Anyway, the rest of the day was based on me feeling like bawling my eyes out without really being able to. I spoke to both my folks, today was my mom's birthday. I talked to Adam and I know for a fact I'm not upset with any of them. Adam wanted me to feel better and stop being sad and I didn't tell my folks, they have enough to worry about right now.
I had an independent study meeting and then went shopping for something to do and get my mind more activated than nuclear war and random shit that sucks. I also drove to Gray's Lake and watched the Moon Rise. The Sunset wasn't very pretty or unique so I watched the full moon instead.

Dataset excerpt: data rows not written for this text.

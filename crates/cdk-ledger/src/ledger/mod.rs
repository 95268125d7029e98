//! Ledger engine
//!
//! The [`Ledger`] is the only component that mutates the [`ProofStore`] or talks to mints and
//! storage. Spending from a mint, and everything that replaces or retires records of that mint,
//! happens while holding the lock of the (wallet, mint) pair. Steps that must not be abandoned
//! half way once started run on a detached task that owns the lock, so dropping the caller's
//! future cannot leave a spend or a settlement unfinished.

use std::collections::{BTreeMap, HashMap};
use std::future::Future;
use std::sync::Arc;
use std::time::Duration;

use cdk_ledger_common::database::Database;
use cdk_ledger_common::{
    Amount, Error, MintConnector, MintUrl, PaymentRecord, TokenId, TokenRecord, WalletId,
    WalletInfo,
};
use parking_lot::{Mutex, RwLock};
use tracing::instrument;

use crate::mint_connector::HttpClient;
use crate::proof_store::ProofStore;

mod builder;
mod locks;
mod pay;
mod receive;
mod reconcile;
mod settle;
mod wallets;

pub use builder::LedgerBuilder;
pub use pay::PaymentResult;
pub use reconcile::{ReconcileFailure, ReconcileReport};
pub use settle::OutstandingAttempt;

use self::locks::MintLocks;
use self::settle::Outstanding;

/// Default number of attempts for a storage write
pub const DEFAULT_PERSIST_ATTEMPTS: u32 = 5;
/// Default backoff step between storage write attempts
pub const DEFAULT_PERSIST_BACKOFF: Duration = Duration::from_millis(250);
/// Default timeout for requests to a mint
pub const DEFAULT_MINT_TIMEOUT: Duration = Duration::from_secs(30);

/// Ledger settings
#[derive(Debug, Clone, PartialEq, Eq)]
pub struct LedgerConfig {
    /// Attempts made for every storage write before giving up
    pub persist_attempts: u32,
    /// Backoff step between attempts, growing linearly
    pub persist_backoff: Duration,
    /// Timeout of a request to a mint made through the default [`HttpClient`]
    pub mint_timeout: Duration,
}

impl Default for LedgerConfig {
    fn default() -> Self {
        Self {
            persist_attempts: DEFAULT_PERSIST_ATTEMPTS,
            persist_backoff: DEFAULT_PERSIST_BACKOFF,
            mint_timeout: DEFAULT_MINT_TIMEOUT,
        }
    }
}

/// Proof ledger and payment engine
#[derive(Debug, Clone)]
pub struct Ledger {
    localstore: Arc<dyn Database + Send + Sync>,
    store: Arc<RwLock<ProofStore>>,
    wallets: Arc<RwLock<HashMap<WalletId, WalletInfo>>>,
    connectors: Arc<RwLock<HashMap<MintUrl, Arc<dyn MintConnector + Send + Sync>>>>,
    locks: Arc<MintLocks>,
    outstanding: Arc<Mutex<Outstanding>>,
    config: LedgerConfig,
}

impl Ledger {
    fn new(
        localstore: Arc<dyn Database + Send + Sync>,
        connectors: HashMap<MintUrl, Arc<dyn MintConnector + Send + Sync>>,
        config: LedgerConfig,
    ) -> Self {
        Self {
            localstore,
            store: Arc::new(RwLock::new(ProofStore::new())),
            wallets: Arc::new(RwLock::new(HashMap::new())),
            connectors: Arc::new(RwLock::new(connectors)),
            locks: Arc::new(MintLocks::default()),
            outstanding: Arc::new(Mutex::new(Outstanding::default())),
            config,
        }
    }

    /// Ledger settings
    pub fn config(&self) -> &LedgerConfig {
        &self.config
    }

    /// Connector of a mint, an [`HttpClient`] unless one was configured
    pub fn connector(&self, mint_url: &MintUrl) -> Arc<dyn MintConnector + Send + Sync> {
        if let Some(connector) = self.connectors.read().get(mint_url) {
            return connector.clone();
        }

        self.connectors
            .write()
            .entry(mint_url.clone())
            .or_insert_with(|| {
                Arc::new(HttpClient::with_timeout(
                    mint_url.clone(),
                    self.config.mint_timeout,
                ))
            })
            .clone()
    }

    /// Wallet balance, derived from its live token records
    pub fn balance(&self, wallet_id: &WalletId) -> Amount {
        self.store.read().balance(wallet_id)
    }

    /// Wallet balance per mint
    pub fn mint_balances(&self, wallet_id: &WalletId) -> BTreeMap<MintUrl, Amount> {
        self.store.read().mint_balances(wallet_id)
    }

    /// Live token records of a wallet in arrival order
    pub fn token_records(&self, wallet_id: &WalletId) -> Vec<TokenRecord> {
        self.store.read().records(wallet_id).cloned().collect()
    }

    /// Live token record
    pub fn token_record(&self, token_id: &TokenId) -> Option<TokenRecord> {
        self.store.read().get(token_id).cloned()
    }

    /// Payments made by a wallet, oldest first
    #[instrument(skip(self))]
    pub async fn payments(&self, wallet_id: &WalletId) -> Result<Vec<PaymentRecord>, Error> {
        Ok(self.localstore.get_payments(wallet_id).await?)
    }

    fn wallet_info(&self, wallet_id: &WalletId) -> Result<WalletInfo, Error> {
        self.wallets
            .read()
            .get(wallet_id)
            .cloned()
            .ok_or_else(|| Error::UnknownWallet(wallet_id.clone()))
    }

    /// Run `future` on its own task so it completes even if the caller is dropped
    async fn detached<F, T>(&self, future: F) -> Result<T, Error>
    where
        F: Future<Output = Result<T, Error>> + Send + 'static,
        T: Send + 'static,
    {
        tokio::spawn(future)
            .await
            .map_err(|err| Error::Custom(format!("Ledger task failed: {err}")))?
    }
}
use std::collections::HashMap;
use std::sync::Arc;
use std::time::Duration;

use cdk_ledger_common::database::Database;
use cdk_ledger_common::{Error, MintConnector, MintUrl};

use super::{Ledger, LedgerConfig};

/// Builder for creating a new [`Ledger`]
#[derive(Debug, Default)]
pub struct LedgerBuilder {
    localstore: Option<Arc<dyn Database + Send + Sync>>,
    connectors: HashMap<MintUrl, Arc<dyn MintConnector + Send + Sync>>,
    config: LedgerConfig,
}

impl LedgerBuilder {
    /// Create a new LedgerBuilder
    pub fn new() -> Self {
        Self::default()
    }

    /// Set the local storage backend
    pub fn localstore(mut self, localstore: Arc<dyn Database + Send + Sync>) -> Self {
        self.localstore = Some(localstore);
        self
    }

    /// Set a custom connector for a mint
    pub fn connector<C: MintConnector + 'static + Send + Sync>(
        mut self,
        mint_url: MintUrl,
        connector: C,
    ) -> Self {
        self.connectors.insert(mint_url, Arc::new(connector));
        self
    }

    /// Set a custom connector for a mint from Arc
    pub fn shared_connector(
        mut self,
        mint_url: MintUrl,
        connector: Arc<dyn MintConnector + Send + Sync>,
    ) -> Self {
        self.connectors.insert(mint_url, connector);
        self
    }

    /// Set the number of attempts for every storage write
    pub fn persist_attempts(mut self, attempts: u32) -> Self {
        self.config.persist_attempts = attempts;
        self
    }

    /// Set the backoff step between storage write attempts
    pub fn persist_backoff(mut self, backoff: Duration) -> Self {
        self.config.persist_backoff = backoff;
        self
    }

    /// Set the timeout of requests to mints without a custom connector
    pub fn mint_timeout(mut self, timeout: Duration) -> Self {
        self.config.mint_timeout = timeout;
        self
    }

    /// Set all settings at once
    pub fn config(mut self, config: LedgerConfig) -> Self {
        self.config = config;
        self
    }

    /// Build the ledger
    pub fn build(self) -> Result<Ledger, Error> {
        let localstore = self
            .localstore
            .ok_or(Error::Custom("Localstore required".to_string()))?;

        if self.config.persist_attempts == 0 {
            return Err(Error::Custom(
                "At least one persist attempt required".to_string(),
            ));
        }

        Ok(Ledger::new(localstore, self.connectors, self.config))
    }
}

The day is winding down and I'm feeling better. I ate some real food and had some cheesecake. Not necessarily in that order :). It made me feel a ton better and shopping and the lake has made me sleepy so sleep shouldn't be painful tonight like last night.
I do wish the Valentine's shit would stop. Though I half-way or more than half-way have someone. I could use a date and getting purdied up ;). I wanna feel like a woman instead of a friend but I'll take a friend . Well hopefully this is the only time I talk about relationships on a class assignment blog because I never intended to. I just am anti-Valentine's Day and probably always will be.